While the start of the 2021 school year may not be as crazy as the beginning of the 2020 school year, it would be a mistake to pretend it is just like the Fall of 2019 or earlier. As COVID-19 continues to linger across the country, educators are again demonstrating the “can do” attitude and the spirit of innovation they exhibited at the height of the pandemic.
However, the rise of the Delta variant and other complicating social and political factors have brought us to a new phase in the pandemic that will require a new level of flexibility from classroom teachers.
In conversations with science educators across the country, I’ve identified three specific strategies science teachers are using to meet the needs of students in today’s uncertain environment. Those strategies are:
1. Focusing on the Fundamentals of Good Science Instruction: Fundamentally, science involves figuring out phenomena. Any event that occurs in the universe is a phenomenon, and scientists spend their time investigating phenomena by engaging in various science and engineering practices. They ask questions about phenomena and carry out investigations about them. They develop models about phenomena, and construct explanations about them.
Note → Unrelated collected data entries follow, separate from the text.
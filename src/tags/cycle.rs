use crate::Result;
use crate::context::Context;
use crate::error::LiquidError;
use crate::tags::QUOTED_FRAGMENT;
use crate::tpl::Tag;
use crate::value::Value;
use regex::Regex;
use std::sync::LazyLock;

static NAMED_SYNTAX: LazyLock<Regex> = LazyLock::new(|| {
    Regex::new(&format!(r"(?s)({})\s*:\s*(.*)", QUOTED_FRAGMENT)).expect("valid regex")
});
static VALUE: LazyLock<Regex> = LazyLock::new(|| Regex::new(QUOTED_FRAGMENT).expect("valid regex"));

/// Group key for a cycle tag.
#[derive(Debug)]
enum GroupName {
    /// `name:` prefix, resolved at render time.
    Named(String),
    /// Derived from the value list, so identical lists share one position.
    Values(String),
}

/// `{% cycle [name:] a, b, c %}` emits the next value of its group.
#[derive(Debug)]
struct Cycle {
    name: GroupName,
    values: Vec<String>,
}

fn values_from(markup: &str) -> Vec<String> {
    VALUE.find_iter(markup).map(|m| m.as_str().to_string()).collect()
}

pub(crate) fn cycle(_tag: &str, markup: &str) -> Result<Box<dyn Tag>> {
    let (name, values) = match NAMED_SYNTAX.captures(markup) {
        Some(caps) => (GroupName::Named(caps[1].to_string()), values_from(&caps[2])),
        None => {
            let values = values_from(markup);
            (GroupName::Values(format!("'{}'", values.join(","))), values)
        }
    };
    if values.is_empty() {
        return Err(LiquidError::Syntax(
            "Syntax error in 'cycle' - Valid syntax: cycle [name :] var [, var2, var3 ...]"
                .to_string(),
        ));
    }
    Ok(Box::new(Cycle { name, values }))
}

impl Cycle {
    fn key(&self, ctx: &mut Context<'_>) -> String {
        match &self.name {
            GroupName::Named(token) => match ctx.get(token) {
                Value::Null => token.clone(),
                value => value.to_key(),
            },
            GroupName::Values(key) => key.clone(),
        }
    }
}

impl Tag for Cycle {
    fn render(&self, ctx: &mut Context<'_>, out: &mut String) -> Result<()> {
        let key = self.key(ctx);
        let position = ctx
            .register_map("cycle")
            .get(&key)
            .and_then(Value::to_i64)
            .and_then(|n| usize::try_from(n).ok())
            .unwrap_or(0)
            % self.values.len();

        let value = ctx.get(&self.values[position]);
        let next = (position + 1) % self.values.len();
        ctx.register_map("cycle").insert(key, Value::I64(next as i64));
        out.push_str(&value.to_string());
        Ok(())
    }
}

#[cfg(test)]
mod tests {
    use super::*;
    use crate::tags::test_support::render;

    #[test]
    fn test_cycle_wraps() {
        let out = render(r#"{% cycle "a","b","c" %},{% cycle "a","b","c" %},{% cycle "a","b","c" %},{% cycle "a","b","c" %}"#, vec![]);
        assert_eq!(out, "a,b,c,a");
    }

    #[test]
    fn test_named_groups_are_independent() {
        let out = render(
            "{% cycle 'g1': 'x', 'y' %}{% cycle 'g2': 'x', 'y' %}{% cycle 'g1': 'x', 'y' %}",
            vec![],
        );
        assert_eq!(out, "xxy");
    }

    #[test]
    fn test_values_resolve_through_context() {
        let out = render(
            "{% for i in (1..3) %}{% cycle odd, even %}{% endfor %}",
            vec![("odd", Value::Str("O".into())), ("even", Value::Str("E".into()))],
        );
        assert_eq!(out, "OEO");
    }

    #[test]
    fn test_empty_cycle() {
        assert!(matches!(cycle("cycle", "  "), Err(LiquidError::Syntax(_))));
    }
}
For too long, we have simply told students what scientists have figured out. But research on student learning shows that students learn best when they engage in the same process of figuring out phenomena that scientists engage in. Like scientists, they plan and carry out investigations and analyze data. They then develop models and construct explanations, all as part of a process of making sense of the phenomena. Often, this process leads to new questions that can be the starting point for later lessons.